*Input material*

Segment Open

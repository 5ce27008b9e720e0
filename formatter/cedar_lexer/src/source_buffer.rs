//! Sentinel-terminated source buffer.
//!
//! The buffer guarantees a `0x00` sentinel byte after the source content,
//! so the scanner detects EOF by value instead of bounds-checking every
//! read. Interior null bytes are distinguished from the sentinel by
//! comparing the position against the source length.

/// Sentinel-terminated copy of the source bytes.
///
/// # Layout
///
/// ```text
/// [source_bytes..., 0x00]
///  ^                ^
///  0                source_len (sentinel)
/// ```
#[derive(Clone, Debug)]
pub struct SourceBuffer {
    /// Owned buffer: `[source_bytes..., 0x00 sentinel]`.
    buf: Vec<u8>,
    /// Length of the actual source content (excludes the sentinel).
    source_len: u32,
}

impl SourceBuffer {
    /// Build a buffer from source text.
    ///
    /// # Panics
    /// Panics if the source exceeds `u32::MAX` bytes; the formatter's
    /// span representation cannot address such files.
    pub fn new(source: &str) -> Self {
        let len = u32::try_from(source.len());
        assert!(len.is_ok(), "source exceeds u32::MAX bytes");
        let mut buf = Vec::with_capacity(source.len() + 1);
        buf.extend_from_slice(source.as_bytes());
        buf.push(0);
        SourceBuffer {
            buf,
            source_len: source.len() as u32,
        }
    }

    /// Length of the source content in bytes.
    #[inline]
    pub fn len(&self) -> u32 {
        self.source_len
    }

    /// Check if the source is empty.
    #[inline]
    pub fn is_empty(&self) -> bool {
        self.source_len == 0
    }

    /// Byte at `pos`. Reading at or past the end yields the sentinel.
    #[inline]
    pub fn byte(&self, pos: u32) -> u8 {
        self.buf.get(pos as usize).copied().unwrap_or(0)
    }

    /// The source bytes without the sentinel.
    #[inline]
    pub fn bytes(&self) -> &[u8] {
        &self.buf[..self.source_len as usize]
    }
}

#[cfg(test)]
mod tests {
    use super::*;

    #[test]
    fn sentinel_at_end() {
        let buf = SourceBuffer::new("ab");
        assert_eq!(buf.len(), 2);
        assert_eq!(buf.byte(0), b'a');
        assert_eq!(buf.byte(1), b'b');
        assert_eq!(buf.byte(2), 0);
        assert_eq!(buf.byte(100), 0);
    }

    #[test]
    fn empty_source() {
        let buf = SourceBuffer::new("");
        assert!(buf.is_empty());
        assert_eq!(buf.byte(0), 0);
    }
}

Segment Closed

The whole of the material above is to be restated exactly.

*Your solution*
repository 5ce27008b9e720e0
filename formatter/cedar_lexer/src/source_buffer.rs
//! Sentinel-terminated source buffer.
//!
//! The buffer guarantees a `0x00` sentinel byte after the source content,
//! so the scanner detects EOF by value instead of bounds-checking every
//! read. Interior null bytes are distinguished from the sentinel by
//! comparing the position against the source length.

/// Sentinel-terminated copy of the source bytes.
///
/// # Layout
///
/// ```text
/// [source_bytes..., 0x00]
///  ^                ^
///  0                source_len (sentinel)
/// ```
#[derive(Clone, Debug)]
pub struct SourceBuffer {
    /// Owned buffer: `[source_bytes..., 0x00 sentinel]`.
    buf: Vec<u8>,
    /// Length of the actual source content (excludes the sentinel).
    source_len: u32,
}

impl SourceBuffer {
    /// Build a buffer from source text.
    ///
    /// # Panics
    /// Panics if the source exceeds `u32::MAX` bytes; the formatter's
    /// span representation cannot address such files.
    pub fn new(source: &str) -> Self {
        let len = u32::try_from(source.len());
        assert!(len.is_ok(), "source exceeds u32::MAX bytes");
        let mut buf = Vec::with_capacity(source.len() + 1);
        buf.extend_from_slice(source.as_bytes());
        buf.push(0);
        SourceBuffer {
            buf,
            source_len: source.len() as u32,
        }
    }

    /// Length of the source content in bytes.
    #[inline]
    pub fn len(&self) -> u32 {
        self.source_len
    }

    /// Check if the source is empty.
    #[inline]
    pub fn is_empty(&self) -> bool {
        self.source_len == 0
    }

    /// Byte at `pos`. Reading at or past the end yields the sentinel.
    #[inline]
    pub fn byte(&self, pos: u32) -> u8 {
        self.buf.get(pos as usize).copied().unwrap_or(0)
    }

    /// The source bytes without the sentinel.
    #[inline]
    pub fn bytes(&self) -> &[u8] {
        &self.buf[..self.source_len as usize]
    }
}

#[cfg(test)]
mod tests {
    use super::*;

    #[test]
    fn sentinel_at_end() {
        let buf = SourceBuffer::new("ab");
        assert_eq!(buf.len(), 2);
        assert_eq!(buf.byte(0), b'a');
        assert_eq!(buf.byte(1), b'b');
        assert_eq!(buf.byte(2), 0);
        assert_eq!(buf.byte(100), 0);
    }

    #[test]
    fn empty_source() {
        let buf = SourceBuffer::new("");
        assert!(buf.is_empty());
        assert_eq!(buf.byte(0), 0);
    }
}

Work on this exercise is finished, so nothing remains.